Re: [Bioc-devel] List of Deprecated Packages for Bioc 3.12

2020-06-08 Thread Ludwig Geistlinger
The (very popular) safe package breaks due the quite disruptive class(matrix) 
update in R-4.0.0 which I could easily fix if given access.

Marcel and I contacted the maintainer of the safe package (William T Barry), 
but received the following automatic notice.

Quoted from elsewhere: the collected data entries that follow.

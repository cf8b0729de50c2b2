//! Recording writer used by the unit tests.

use crate::{IndexLocation, IndexerError, Result, ScopedWriter, WriterFactory, WriterHandle};
use std::sync::atomic::{AtomicUsize, Ordering};
use std::sync::{Arc, Mutex};
use std::time::Duration;

#[derive(Debug, Clone, PartialEq, Eq)]
pub(crate) enum Call {
    Update { term: String, document: String },
    Delete(String),
    DeleteAll,
    Commit,
    Optimize,
    Release,
}

#[derive(Debug, Clone, Default)]
pub(crate) struct Faults {
    pub open: bool,
    /// Fail `update_document` for any of these exact terms.
    pub update_terms: Vec<String>,
    pub delete_all: bool,
    pub commit: bool,
    pub optimize: bool,
    pub release: bool,
    pub update_delay: Option<Duration>,
}

pub(crate) struct Recorder {
    name: String,
    faults: Faults,
    calls: Mutex<Vec<Call>>,
    opened: AtomicUsize,
    active_updates: AtomicUsize,
    peak_updates: AtomicUsize,
}

fn init_logging() {
    let _ = env_logger::builder().is_test(true).try_init();
}

impl Recorder {
    pub fn new(name: &str, faults: Faults) -> Arc<Self> {
        init_logging();
        Arc::new(Self {
            name: name.to_string(),
            faults,
            calls: Mutex::new(Vec::new()),
            opened: AtomicUsize::new(0),
            active_updates: AtomicUsize::new(0),
            peak_updates: AtomicUsize::new(0),
        })
    }

    pub fn factory(self: &Arc<Self>) -> RecordingFactory {
        RecordingFactory {
            recorder: Arc::clone(self),
        }
    }

    pub fn scoped(self: &Arc<Self>) -> ScopedWriter<RecordingFactory> {
        ScopedWriter::new(self.factory())
    }

    pub fn writer(self: &Arc<Self>) -> RecordingWriter {
        self.opened.fetch_add(1, Ordering::SeqCst);
        RecordingWriter {
            recorder: Arc::clone(self),
        }
    }

    pub fn calls(&self) -> Vec<Call> {
        self.calls.lock().expect("calls lock").clone()
    }

    pub fn updates(&self) -> Vec<(String, String)> {
        self.calls()
            .into_iter()
            .filter_map(|call| match call {
                Call::Update { term, document } => Some((term, document)),
                _ => None,
            })
            .collect()
    }

    pub fn count(&self, wanted: &Call) -> usize {
        self.calls().iter().filter(|call| *call == wanted).count()
    }

    pub fn opened(&self) -> usize {
        self.opened.load(Ordering::SeqCst)
    }

    pub fn peak_concurrent_updates(&self) -> usize {
        self.peak_updates.load(Ordering::SeqCst)
    }

    fn location(&self) -> IndexLocation {
        IndexLocation::in_memory(self.name.clone())
    }

    fn record(&self, call: Call) {
        self.calls.lock().expect("calls lock").push(call);
    }
}

pub(crate) struct RecordingFactory {
    recorder: Arc<Recorder>,
}

impl WriterFactory for RecordingFactory {
    type Writer = RecordingWriter;

    fn location(&self) -> IndexLocation {
        self.recorder.location()
    }

    fn open(&self) -> Result<RecordingWriter> {
        if self.recorder.faults.open {
            return Err(IndexerError::engine("cannot open writer: lock held"));
        }
        Ok(self.recorder.writer())
    }
}

pub(crate) struct RecordingWriter {
    recorder: Arc<Recorder>,
}

impl WriterHandle for RecordingWriter {
    type Term = String;
    type Document = String;

    fn location(&self) -> IndexLocation {
        self.recorder.location()
    }

    fn update_document(&self, term: String, document: String) -> Result<()> {
        let recorder = &self.recorder;
        let active = recorder.active_updates.fetch_add(1, Ordering::SeqCst) + 1;
        recorder.peak_updates.fetch_max(active, Ordering::SeqCst);
        if let Some(delay) = recorder.faults.update_delay {
            std::thread::sleep(delay);
        }
        recorder.active_updates.fetch_sub(1, Ordering::SeqCst);

        if recorder.faults.update_terms.contains(&term) {
            return Err(IndexerError::engine(format!("update rejected for {term}")));
        }
        recorder.record(Call::Update { term, document });
        Ok(())
    }

    fn delete_documents(&self, term: String) -> Result<()> {
        self.recorder.record(Call::Delete(term));
        Ok(())
    }

    fn delete_all(&self) -> Result<()> {
        self.recorder.record(Call::DeleteAll);
        if self.recorder.faults.delete_all {
            return Err(IndexerError::engine("delete all rejected"));
        }
        Ok(())
    }

    fn commit(&self) -> Result<()> {
        self.recorder.record(Call::Commit);
        if self.recorder.faults.commit {
            return Err(IndexerError::engine("commit rejected"));
        }
        Ok(())
    }

    fn optimize(&self) -> Result<()> {
        self.recorder.record(Call::Optimize);
        if self.recorder.faults.optimize {
            return Err(IndexerError::engine("merge failed"));
        }
        Ok(())
    }

    fn release(self) -> Result<()> {
        self.recorder.record(Call::Release);
        if self.recorder.faults.release {
            return Err(IndexerError::engine("close failed"));
        }
        Ok(())
    }
}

"AUTOMATIC NOTICE: Please note that as of March 17th, 2018, I am no longer 
employed at Dana-Farber Cancer Institute, nor affiliated with DF/HCC, HMS, B 
and the Alliance Statistics and Data Center. Please contact individuals in each 
organization with urgent or new matters.  For ongoing activities, I will 
receive and respond to this message as I am able. Cheers,"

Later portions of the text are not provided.